The police response to the agitation in Epsom was swift and unforgiving. Tooled-up riot officers formed a battleline against the angry men. The high street was a sea of navy helmets. Their shields raised, their visors down, the police seemed to view the Epsom locals as the enemy within – a lowly mob that might explode with frenzied rage at any minute.

Contrast this with the scenes in Clapham just two weeks ago. Gangs of masked teens swarmed the high street there. They menaced shoppers. They nicked stuff. There were reports of emergency workers being assaulted. And as some observers noted, the riotous juveniles were mostly non-white. The police’s response to that mayhem? Well, they issued a dispersal order. And that was about it.

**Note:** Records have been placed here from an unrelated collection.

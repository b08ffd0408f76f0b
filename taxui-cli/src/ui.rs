//! Progress feedback helpers with automatic quiet-mode detection.
//!
//! Spinners are suppressed when `--quiet` is passed, `TAXUI_QUIET=1` is set,
//! or stderr is not a TTY, so scripted callers get clean output.

use std::io::IsTerminal;
use std::sync::OnceLock;
use std::time::Duration;

use indicatif::{ProgressBar, ProgressStyle};

static QUIET_MODE: OnceLock<bool> = OnceLock::new();

/// Call once at startup with the --quiet flag value.
pub fn init_quiet_mode(quiet_flag: bool) {
    let is_quiet = quiet_flag
        || std::env::var("TAXUI_QUIET").map(|v| v == "1").unwrap_or(false)
        || !std::io::stderr().is_terminal();

    QUIET_MODE.set(is_quiet).ok();
}

pub fn is_quiet() -> bool {
    *QUIET_MODE.get().unwrap_or(&false)
}

/// A spinner that respects quiet mode; `None` means stay silent.
pub fn spinner(msg: impl Into<String>) -> Option<ProgressBar> {
    if is_quiet() {
        return None;
    }

    let pb = ProgressBar::new_spinner();
    pb.set_style(
        ProgressStyle::default_spinner()
            .tick_chars("⠋⠙⠹⠸⠼⠴⠦⠧⠇⠏ ")
            .template("{spinner:.cyan} {msg}")
            .expect("valid template"),
    );
    pb.set_message(msg.into());
    pb.enable_steady_tick(Duration::from_millis(80));
    Some(pb)
}

/// Finish and clear a spinner if one is running.
pub fn finish(pb: Option<ProgressBar>) {
    if let Some(pb) = pb {
        pb.finish_and_clear();
    }
}
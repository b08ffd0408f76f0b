//! Dollar-input display formatting and the balance-due computation.
//!
//! Unfocused inputs show `$1,234.50`; focused inputs show the bare numeric
//! string for editing. Stripping keeps only digits and the decimal point, so
//! a pasted `$1,234.50` round-trips. Input that still fails to parse clamps
//! to zero and renders `$0.00` — the edit is never rejected.

/// Keep only digits and the decimal point.
fn strip_non_numeric(raw: &str) -> String {
    raw.chars()
        .filter(|c| c.is_ascii_digit() || *c == '.')
        .collect()
}

/// Parse a display or raw string as an amount; unparseable input counts as
/// zero, matching the fallback the balance computation applies.
pub fn parse_amount(raw: &str) -> f64 {
    strip_non_numeric(raw).parse::<f64>().unwrap_or(0.0)
}

/// Group the integer digits of a non-negative `{:.2}` rendering.
fn group_thousands(fixed: &str) -> String {
    let (int_part, frac_part) = fixed.split_once('.').unwrap_or((fixed, "00"));
    let digits: Vec<char> = int_part.chars().collect();
    let mut grouped = String::with_capacity(int_part.len() + int_part.len() / 3);
    for (i, c) in digits.iter().enumerate() {
        if i > 0 && (digits.len() - i) % 3 == 0 {
            grouped.push(',');
        }
        grouped.push(*c);
    }
    format!("{grouped}.{frac_part}")
}

/// Two-decimal grouped rendering without a symbol, for computed displays
/// whose surrounding markup carries its own `$`.
pub fn format_amount(value: f64) -> String {
    group_thousands(&format!("{:.2}", value.max(0.0)))
}

/// Unfocused rendering of a dollar input: `"1234.5"` becomes `"$1,234.50"`.
pub fn format_currency(raw: &str) -> String {
    format!("${}", format_amount(parse_amount(raw)))
}

/// Focused rendering: strip back to the bare numeric string.
pub fn unformat_currency(display: &str) -> String {
    strip_non_numeric(display)
}

/// Balance due is never negative.
pub fn balance_due(tentative_tax: f64, total_payments: f64) -> f64 {
    (tentative_tax - total_payments).max(0.0)
}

There were no riot cops. There were no lines of officers slowly impelling the delinquents off the streets. The approach seemed to be: “They’re just letting off steam. They’ll tire soon enough.” We need to talk about this, no? About these strikingly different police tactics where the chief consideration seems to be less what the crowd is doing than who they are.

People use the term “two-tier policing”. I’m starting to wonder if that’s a little too soft. It seems to me we face an even more troubling prospect: a new kind of political policing, the slow transformation of the police from a body charged with keeping the peace into a body whose prime role is to enforce the diktats of identity politics. Have our police forces become the armed wing of chattering-class ideology, the truncheon-wielding implementers of “progressive” moralism?

It feels undeniable now that the identity of protesters – and even more strikingly their class – impacts on how the police decide to deal with them. So white working-class men in Epsom are treated to a mini Battle of Orgreave, while the swarms of affluent socialists and cranky Islamists who spent nigh-on three years marching for the destruction of the Jewish state were given free rein.

Think about the oddness of this disparity. Sure, the men in Epsom got a little rowdy, but their demands were pretty reasonable: give us information. Meanwhile, on those soulless trudges against Israel there were frequent cries for violence against the Jewish nation and instances of vile racism in which Jews were likened to Nazis or branded “baby killers”. Yet Epsom gets truncheons, while the Israelophobes get kid gloves.

People use the term “two-tier policing”. I wonder if that’s a little too soft

How do we explain this other than as a reflection of ideological prejudice within the police? Drunk on identitarianism – like so much of the establishment – perhaps they have come to see “rough” working-class men who are worried about immigration as Bad and keffiyeh-sporting leafy leftists and their Muslim comrades as Good.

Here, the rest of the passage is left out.